* _TASK PROMPT_: Below is a listing. Write out exactly its lines between the one holding "fails, if the" and the one holding "let program_name = self.program_name();", inclusive.

* _DATA FOR THE TASK_:
··········
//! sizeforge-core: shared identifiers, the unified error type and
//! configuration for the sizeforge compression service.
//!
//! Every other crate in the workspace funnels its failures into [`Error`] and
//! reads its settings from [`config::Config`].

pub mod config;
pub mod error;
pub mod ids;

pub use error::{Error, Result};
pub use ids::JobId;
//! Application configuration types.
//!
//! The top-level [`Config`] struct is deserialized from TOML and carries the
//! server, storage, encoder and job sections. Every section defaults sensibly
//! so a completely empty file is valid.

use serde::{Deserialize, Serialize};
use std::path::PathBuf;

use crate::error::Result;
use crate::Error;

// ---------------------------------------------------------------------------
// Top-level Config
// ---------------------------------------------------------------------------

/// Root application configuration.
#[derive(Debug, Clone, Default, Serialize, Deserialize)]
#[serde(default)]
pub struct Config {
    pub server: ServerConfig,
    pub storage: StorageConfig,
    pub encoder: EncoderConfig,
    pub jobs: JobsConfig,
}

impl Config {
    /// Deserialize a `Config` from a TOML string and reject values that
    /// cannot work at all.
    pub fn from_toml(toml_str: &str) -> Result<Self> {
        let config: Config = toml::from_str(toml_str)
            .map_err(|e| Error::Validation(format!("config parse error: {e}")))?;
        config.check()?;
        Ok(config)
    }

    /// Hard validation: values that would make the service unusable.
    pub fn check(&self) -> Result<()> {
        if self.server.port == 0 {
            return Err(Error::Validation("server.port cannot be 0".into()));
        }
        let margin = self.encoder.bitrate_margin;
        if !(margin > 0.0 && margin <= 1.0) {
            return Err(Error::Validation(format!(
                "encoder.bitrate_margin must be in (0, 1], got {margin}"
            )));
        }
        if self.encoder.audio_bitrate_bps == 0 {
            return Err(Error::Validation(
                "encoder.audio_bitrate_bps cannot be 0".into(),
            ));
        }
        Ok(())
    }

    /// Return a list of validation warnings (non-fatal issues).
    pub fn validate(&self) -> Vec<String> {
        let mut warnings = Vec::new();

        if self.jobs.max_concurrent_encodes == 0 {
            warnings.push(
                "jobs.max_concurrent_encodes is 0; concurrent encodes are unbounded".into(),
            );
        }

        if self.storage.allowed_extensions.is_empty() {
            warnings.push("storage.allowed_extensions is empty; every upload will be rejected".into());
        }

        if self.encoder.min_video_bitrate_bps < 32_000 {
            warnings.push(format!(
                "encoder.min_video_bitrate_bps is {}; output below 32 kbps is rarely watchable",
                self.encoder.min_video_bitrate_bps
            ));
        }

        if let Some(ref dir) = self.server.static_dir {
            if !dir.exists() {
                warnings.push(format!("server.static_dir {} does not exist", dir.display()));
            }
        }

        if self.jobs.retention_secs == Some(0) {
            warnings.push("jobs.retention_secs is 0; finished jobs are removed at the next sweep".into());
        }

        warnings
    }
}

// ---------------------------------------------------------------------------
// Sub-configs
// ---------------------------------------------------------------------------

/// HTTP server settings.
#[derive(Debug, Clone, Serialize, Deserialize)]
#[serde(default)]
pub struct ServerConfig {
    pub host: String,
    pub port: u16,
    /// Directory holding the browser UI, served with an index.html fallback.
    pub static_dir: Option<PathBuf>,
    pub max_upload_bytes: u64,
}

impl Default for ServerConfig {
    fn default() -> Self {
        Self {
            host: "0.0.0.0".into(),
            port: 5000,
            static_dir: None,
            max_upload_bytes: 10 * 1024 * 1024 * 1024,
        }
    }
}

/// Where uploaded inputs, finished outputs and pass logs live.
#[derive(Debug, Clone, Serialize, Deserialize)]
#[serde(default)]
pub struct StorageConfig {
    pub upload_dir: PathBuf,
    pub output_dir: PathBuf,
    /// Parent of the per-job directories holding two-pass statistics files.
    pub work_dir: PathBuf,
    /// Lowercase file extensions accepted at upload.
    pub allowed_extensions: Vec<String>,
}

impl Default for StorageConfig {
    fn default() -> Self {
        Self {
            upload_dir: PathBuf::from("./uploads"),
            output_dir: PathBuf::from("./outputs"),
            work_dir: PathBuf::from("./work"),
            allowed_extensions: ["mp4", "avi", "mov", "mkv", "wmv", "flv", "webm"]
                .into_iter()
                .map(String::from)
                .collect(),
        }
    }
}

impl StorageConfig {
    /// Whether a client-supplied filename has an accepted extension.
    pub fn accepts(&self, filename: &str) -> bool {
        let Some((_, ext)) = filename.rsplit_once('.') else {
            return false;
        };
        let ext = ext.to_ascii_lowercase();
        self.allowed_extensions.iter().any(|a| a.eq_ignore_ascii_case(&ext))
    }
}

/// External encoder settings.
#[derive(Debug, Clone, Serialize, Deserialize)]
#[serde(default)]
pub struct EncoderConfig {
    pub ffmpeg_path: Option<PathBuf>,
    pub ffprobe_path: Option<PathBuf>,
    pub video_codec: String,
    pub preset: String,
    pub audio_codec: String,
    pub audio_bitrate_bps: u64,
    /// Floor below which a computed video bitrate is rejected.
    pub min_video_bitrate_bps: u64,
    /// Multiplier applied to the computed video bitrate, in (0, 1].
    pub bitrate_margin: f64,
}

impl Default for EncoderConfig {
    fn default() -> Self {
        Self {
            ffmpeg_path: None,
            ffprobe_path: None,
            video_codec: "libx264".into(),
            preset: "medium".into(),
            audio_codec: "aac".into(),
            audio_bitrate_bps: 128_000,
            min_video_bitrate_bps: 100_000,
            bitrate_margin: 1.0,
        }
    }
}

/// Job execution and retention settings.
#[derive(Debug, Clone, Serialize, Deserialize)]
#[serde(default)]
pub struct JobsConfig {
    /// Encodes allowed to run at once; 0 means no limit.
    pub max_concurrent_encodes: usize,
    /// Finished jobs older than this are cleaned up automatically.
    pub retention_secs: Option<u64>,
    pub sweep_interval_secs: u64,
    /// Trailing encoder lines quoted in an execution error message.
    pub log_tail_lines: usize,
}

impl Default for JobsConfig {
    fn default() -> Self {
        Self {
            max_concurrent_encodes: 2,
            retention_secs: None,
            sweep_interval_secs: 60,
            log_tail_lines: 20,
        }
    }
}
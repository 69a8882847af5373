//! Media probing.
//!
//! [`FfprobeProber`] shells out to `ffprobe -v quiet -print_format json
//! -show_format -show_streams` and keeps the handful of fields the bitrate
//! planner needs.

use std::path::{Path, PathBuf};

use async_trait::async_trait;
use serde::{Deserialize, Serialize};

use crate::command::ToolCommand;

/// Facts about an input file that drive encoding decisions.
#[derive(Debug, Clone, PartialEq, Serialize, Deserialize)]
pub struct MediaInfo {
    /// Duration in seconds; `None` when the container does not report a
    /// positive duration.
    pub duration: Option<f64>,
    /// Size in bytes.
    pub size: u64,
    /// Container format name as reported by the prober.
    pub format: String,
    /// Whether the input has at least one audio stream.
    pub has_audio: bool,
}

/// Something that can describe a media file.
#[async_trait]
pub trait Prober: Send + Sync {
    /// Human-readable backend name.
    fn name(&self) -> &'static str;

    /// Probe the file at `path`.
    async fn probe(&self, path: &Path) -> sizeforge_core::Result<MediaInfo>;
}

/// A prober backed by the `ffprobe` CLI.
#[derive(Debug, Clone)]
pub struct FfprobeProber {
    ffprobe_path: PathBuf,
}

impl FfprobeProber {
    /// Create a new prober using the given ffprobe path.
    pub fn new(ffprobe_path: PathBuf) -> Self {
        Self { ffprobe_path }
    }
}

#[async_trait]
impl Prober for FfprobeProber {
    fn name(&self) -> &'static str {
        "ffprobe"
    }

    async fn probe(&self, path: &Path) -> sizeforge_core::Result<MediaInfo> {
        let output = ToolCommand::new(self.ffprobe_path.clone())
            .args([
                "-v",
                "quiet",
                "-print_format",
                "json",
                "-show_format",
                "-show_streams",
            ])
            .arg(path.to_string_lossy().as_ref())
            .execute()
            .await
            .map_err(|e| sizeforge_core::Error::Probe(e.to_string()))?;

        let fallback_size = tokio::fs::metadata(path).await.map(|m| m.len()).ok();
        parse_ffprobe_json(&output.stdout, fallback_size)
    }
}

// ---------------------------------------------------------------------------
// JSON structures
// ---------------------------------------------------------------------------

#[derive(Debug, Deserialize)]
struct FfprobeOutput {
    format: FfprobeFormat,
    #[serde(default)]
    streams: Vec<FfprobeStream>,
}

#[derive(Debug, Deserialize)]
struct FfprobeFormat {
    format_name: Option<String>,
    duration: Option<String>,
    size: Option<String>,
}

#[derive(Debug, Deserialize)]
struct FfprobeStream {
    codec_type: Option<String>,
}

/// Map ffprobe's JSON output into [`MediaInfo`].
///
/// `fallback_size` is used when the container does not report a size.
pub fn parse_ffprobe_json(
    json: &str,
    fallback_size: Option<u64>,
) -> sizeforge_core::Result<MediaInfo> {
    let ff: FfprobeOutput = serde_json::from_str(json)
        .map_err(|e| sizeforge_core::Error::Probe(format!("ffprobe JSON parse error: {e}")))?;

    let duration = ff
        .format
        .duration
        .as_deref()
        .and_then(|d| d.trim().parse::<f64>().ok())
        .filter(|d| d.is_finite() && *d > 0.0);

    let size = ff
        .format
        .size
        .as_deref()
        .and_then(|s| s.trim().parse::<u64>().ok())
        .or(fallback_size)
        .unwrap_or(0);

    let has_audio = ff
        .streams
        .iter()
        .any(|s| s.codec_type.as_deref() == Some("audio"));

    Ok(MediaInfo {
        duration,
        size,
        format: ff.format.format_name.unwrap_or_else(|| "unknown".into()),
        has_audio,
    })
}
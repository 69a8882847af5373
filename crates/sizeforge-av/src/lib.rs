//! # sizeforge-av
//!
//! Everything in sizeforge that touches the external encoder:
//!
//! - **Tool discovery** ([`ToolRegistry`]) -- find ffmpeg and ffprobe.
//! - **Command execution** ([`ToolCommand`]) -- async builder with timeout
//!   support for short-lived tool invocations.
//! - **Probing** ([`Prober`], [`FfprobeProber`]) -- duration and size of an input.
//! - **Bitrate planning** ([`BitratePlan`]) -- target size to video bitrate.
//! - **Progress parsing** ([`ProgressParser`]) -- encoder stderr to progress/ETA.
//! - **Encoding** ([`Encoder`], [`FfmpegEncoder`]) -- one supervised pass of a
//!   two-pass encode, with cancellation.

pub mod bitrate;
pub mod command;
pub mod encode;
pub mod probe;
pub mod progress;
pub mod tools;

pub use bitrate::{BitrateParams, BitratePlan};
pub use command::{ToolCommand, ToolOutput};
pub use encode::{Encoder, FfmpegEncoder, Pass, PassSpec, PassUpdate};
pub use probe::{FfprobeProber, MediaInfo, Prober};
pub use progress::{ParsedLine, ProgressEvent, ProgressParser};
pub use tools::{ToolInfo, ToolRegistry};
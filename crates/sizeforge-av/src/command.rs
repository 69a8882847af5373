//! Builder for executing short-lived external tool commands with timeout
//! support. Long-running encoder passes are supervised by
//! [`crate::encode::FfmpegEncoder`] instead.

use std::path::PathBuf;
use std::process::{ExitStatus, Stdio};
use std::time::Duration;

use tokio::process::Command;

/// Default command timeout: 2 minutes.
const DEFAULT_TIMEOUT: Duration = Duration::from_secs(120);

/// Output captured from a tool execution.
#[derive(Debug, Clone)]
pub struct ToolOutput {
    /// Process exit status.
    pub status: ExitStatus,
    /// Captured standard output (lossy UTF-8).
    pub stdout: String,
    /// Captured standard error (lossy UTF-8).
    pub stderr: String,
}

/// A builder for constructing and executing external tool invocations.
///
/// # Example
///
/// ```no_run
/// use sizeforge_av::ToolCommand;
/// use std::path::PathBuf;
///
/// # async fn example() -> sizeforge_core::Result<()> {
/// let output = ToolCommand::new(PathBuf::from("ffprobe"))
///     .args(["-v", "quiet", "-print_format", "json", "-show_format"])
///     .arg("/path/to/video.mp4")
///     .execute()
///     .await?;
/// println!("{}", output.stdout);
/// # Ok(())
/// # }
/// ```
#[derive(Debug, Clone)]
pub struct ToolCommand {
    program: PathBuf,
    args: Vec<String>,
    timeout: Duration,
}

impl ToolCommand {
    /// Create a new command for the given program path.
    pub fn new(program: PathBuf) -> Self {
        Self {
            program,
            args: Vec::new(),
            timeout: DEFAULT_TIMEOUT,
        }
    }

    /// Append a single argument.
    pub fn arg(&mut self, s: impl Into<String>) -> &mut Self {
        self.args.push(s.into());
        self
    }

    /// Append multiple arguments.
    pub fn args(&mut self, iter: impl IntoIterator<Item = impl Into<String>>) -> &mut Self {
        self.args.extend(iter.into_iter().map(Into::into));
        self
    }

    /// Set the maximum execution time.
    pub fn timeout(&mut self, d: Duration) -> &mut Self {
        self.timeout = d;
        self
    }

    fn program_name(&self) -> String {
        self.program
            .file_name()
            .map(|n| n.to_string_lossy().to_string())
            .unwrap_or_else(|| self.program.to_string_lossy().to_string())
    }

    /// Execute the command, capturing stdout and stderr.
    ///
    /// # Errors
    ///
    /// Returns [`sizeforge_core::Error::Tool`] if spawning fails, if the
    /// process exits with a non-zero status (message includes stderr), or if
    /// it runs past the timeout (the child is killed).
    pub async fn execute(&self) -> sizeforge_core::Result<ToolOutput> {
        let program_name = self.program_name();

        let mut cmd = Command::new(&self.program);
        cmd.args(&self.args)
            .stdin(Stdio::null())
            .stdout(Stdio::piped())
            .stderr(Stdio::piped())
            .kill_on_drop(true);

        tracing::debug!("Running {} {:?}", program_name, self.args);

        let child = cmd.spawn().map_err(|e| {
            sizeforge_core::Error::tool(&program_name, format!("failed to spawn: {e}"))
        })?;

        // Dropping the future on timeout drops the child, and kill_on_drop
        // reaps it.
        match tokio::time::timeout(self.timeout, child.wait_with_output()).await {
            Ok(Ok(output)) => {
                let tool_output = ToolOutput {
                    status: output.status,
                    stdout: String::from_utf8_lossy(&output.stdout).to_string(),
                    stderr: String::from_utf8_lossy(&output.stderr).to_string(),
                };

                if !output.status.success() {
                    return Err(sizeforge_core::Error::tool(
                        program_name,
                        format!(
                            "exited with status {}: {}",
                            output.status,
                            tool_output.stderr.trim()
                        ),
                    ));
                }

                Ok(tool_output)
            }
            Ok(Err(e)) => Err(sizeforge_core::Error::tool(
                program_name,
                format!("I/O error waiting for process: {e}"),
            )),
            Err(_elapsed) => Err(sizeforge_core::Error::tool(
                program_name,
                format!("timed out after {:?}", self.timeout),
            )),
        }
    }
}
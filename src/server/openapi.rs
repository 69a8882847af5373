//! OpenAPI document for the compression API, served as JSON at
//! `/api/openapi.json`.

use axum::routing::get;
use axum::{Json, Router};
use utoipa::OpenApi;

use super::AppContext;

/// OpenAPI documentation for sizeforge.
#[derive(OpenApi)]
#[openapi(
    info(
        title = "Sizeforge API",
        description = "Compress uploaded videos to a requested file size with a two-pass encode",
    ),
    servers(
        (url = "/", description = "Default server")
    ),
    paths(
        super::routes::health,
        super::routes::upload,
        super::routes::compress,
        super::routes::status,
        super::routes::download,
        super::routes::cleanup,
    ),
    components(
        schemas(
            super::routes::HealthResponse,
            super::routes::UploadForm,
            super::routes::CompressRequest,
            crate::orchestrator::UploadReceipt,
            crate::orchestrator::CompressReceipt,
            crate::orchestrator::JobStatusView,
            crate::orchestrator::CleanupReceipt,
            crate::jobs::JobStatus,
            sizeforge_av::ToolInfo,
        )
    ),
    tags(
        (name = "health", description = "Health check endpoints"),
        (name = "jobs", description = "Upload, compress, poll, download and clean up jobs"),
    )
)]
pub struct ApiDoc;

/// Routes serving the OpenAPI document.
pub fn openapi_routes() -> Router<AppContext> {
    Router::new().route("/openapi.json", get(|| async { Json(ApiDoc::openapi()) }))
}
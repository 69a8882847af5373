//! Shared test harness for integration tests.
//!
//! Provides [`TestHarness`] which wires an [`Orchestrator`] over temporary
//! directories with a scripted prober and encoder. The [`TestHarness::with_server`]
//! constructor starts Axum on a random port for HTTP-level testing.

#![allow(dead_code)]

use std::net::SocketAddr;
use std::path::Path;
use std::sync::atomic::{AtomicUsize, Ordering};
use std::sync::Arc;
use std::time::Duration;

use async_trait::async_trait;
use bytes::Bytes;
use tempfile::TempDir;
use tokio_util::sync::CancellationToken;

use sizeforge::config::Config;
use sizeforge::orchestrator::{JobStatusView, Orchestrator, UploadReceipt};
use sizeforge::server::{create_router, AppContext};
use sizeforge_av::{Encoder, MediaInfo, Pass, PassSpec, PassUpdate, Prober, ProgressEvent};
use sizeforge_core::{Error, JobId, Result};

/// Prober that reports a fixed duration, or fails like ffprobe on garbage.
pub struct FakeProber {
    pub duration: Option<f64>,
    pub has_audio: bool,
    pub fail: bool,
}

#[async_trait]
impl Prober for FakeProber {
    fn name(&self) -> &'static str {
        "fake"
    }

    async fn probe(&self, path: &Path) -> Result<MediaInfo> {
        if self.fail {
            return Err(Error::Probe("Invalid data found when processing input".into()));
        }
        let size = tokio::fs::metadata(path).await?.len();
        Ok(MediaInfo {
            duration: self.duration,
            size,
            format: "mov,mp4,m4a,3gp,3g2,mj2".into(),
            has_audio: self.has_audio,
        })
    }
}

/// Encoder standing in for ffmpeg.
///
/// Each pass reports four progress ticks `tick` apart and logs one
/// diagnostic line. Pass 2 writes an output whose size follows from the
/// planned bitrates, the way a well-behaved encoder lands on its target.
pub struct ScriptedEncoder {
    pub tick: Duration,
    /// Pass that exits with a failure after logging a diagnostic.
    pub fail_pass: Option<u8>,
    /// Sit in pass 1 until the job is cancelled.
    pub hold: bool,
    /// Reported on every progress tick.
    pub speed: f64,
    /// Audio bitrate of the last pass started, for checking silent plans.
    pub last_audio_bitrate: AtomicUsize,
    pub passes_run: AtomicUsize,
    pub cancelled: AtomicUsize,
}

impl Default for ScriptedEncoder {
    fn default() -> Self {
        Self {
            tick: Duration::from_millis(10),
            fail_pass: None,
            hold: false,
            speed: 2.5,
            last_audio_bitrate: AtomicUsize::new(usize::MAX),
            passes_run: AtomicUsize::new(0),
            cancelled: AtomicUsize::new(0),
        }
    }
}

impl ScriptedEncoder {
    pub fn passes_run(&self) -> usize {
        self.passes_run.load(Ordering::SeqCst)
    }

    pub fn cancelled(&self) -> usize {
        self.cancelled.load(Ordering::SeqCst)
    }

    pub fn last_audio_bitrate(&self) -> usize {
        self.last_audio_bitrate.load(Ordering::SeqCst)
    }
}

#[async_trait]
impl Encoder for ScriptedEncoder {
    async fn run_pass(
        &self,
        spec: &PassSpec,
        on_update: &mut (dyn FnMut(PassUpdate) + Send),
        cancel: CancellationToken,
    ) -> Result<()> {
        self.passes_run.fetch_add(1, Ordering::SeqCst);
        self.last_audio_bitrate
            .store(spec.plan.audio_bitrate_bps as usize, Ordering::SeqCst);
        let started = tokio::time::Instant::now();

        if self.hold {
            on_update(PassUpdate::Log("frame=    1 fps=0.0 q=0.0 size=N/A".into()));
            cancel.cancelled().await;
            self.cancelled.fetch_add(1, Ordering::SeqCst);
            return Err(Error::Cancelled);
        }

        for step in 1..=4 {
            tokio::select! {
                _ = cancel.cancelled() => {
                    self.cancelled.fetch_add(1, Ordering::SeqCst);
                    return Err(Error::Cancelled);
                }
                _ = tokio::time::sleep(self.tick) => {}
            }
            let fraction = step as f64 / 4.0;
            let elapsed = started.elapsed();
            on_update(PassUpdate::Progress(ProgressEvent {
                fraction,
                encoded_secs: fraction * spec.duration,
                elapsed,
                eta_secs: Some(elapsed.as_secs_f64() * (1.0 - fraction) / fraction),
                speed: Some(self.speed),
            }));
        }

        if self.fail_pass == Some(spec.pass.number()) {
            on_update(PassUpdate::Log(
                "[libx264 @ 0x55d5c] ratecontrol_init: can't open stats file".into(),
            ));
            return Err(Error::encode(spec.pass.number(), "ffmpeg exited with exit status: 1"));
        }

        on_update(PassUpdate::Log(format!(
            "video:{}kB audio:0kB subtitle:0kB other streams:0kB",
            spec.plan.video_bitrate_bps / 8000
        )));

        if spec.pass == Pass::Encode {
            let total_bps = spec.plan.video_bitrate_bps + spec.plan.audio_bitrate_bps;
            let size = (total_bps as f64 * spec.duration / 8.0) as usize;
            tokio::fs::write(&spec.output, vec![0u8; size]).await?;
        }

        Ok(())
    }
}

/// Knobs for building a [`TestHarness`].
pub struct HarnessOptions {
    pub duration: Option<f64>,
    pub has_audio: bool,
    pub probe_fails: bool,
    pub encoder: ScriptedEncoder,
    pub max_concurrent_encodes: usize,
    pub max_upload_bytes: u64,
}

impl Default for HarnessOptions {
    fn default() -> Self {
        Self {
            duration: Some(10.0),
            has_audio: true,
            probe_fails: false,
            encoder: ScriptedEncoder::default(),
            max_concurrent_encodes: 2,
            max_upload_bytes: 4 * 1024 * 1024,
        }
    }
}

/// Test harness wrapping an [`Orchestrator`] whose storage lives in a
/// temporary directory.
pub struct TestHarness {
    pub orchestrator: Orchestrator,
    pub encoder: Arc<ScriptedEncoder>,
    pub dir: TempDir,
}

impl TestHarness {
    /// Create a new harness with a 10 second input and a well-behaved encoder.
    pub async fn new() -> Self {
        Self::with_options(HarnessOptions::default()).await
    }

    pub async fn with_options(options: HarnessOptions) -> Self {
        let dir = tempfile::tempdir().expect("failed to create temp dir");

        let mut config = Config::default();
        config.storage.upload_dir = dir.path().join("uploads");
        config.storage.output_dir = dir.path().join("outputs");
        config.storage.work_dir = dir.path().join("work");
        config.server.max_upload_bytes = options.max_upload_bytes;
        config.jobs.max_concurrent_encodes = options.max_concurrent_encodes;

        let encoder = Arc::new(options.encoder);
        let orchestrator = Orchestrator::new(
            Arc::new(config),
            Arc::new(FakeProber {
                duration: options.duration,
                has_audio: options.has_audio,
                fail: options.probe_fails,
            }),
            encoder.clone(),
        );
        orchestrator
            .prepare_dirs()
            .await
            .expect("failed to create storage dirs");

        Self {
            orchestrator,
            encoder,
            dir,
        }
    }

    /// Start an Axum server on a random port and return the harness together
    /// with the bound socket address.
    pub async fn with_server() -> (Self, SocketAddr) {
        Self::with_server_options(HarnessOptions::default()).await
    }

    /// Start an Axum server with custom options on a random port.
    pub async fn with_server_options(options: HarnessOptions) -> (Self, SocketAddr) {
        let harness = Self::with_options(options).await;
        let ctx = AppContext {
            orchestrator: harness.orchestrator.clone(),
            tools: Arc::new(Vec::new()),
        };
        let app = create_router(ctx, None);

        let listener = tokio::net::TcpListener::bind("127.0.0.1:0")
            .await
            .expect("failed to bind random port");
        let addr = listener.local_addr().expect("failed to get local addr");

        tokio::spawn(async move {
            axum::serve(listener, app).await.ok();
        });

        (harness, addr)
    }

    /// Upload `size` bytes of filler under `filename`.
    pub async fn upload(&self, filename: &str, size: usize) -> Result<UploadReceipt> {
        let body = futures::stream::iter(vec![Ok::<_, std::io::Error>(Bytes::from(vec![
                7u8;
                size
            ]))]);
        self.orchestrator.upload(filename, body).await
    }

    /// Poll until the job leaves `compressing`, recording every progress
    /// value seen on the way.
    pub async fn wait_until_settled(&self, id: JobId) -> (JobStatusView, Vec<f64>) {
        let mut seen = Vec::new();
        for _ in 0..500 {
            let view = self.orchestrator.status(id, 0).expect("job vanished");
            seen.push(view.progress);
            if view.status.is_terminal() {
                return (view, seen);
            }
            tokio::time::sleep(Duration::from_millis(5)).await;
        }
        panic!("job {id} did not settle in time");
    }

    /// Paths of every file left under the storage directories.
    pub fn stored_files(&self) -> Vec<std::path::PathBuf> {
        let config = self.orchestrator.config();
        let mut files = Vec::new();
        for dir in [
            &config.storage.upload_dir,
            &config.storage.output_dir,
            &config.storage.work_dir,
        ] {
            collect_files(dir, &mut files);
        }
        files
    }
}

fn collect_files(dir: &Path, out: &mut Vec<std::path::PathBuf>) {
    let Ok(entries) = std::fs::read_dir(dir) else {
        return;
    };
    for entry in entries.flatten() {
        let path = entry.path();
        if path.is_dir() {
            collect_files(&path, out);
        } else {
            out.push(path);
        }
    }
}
··········
* _TASK OUTPUT_:
    /// Returns [`sizeforge_core::Error::Tool`] if spawning fails, if the
    /// process exits with a non-zero status (message includes stderr), or if
    /// it runs past the timeout (the child is killed).
    pub async fn execute(&self) -> sizeforge_core::Result<ToolOutput> {
        let program_name = self.program_name();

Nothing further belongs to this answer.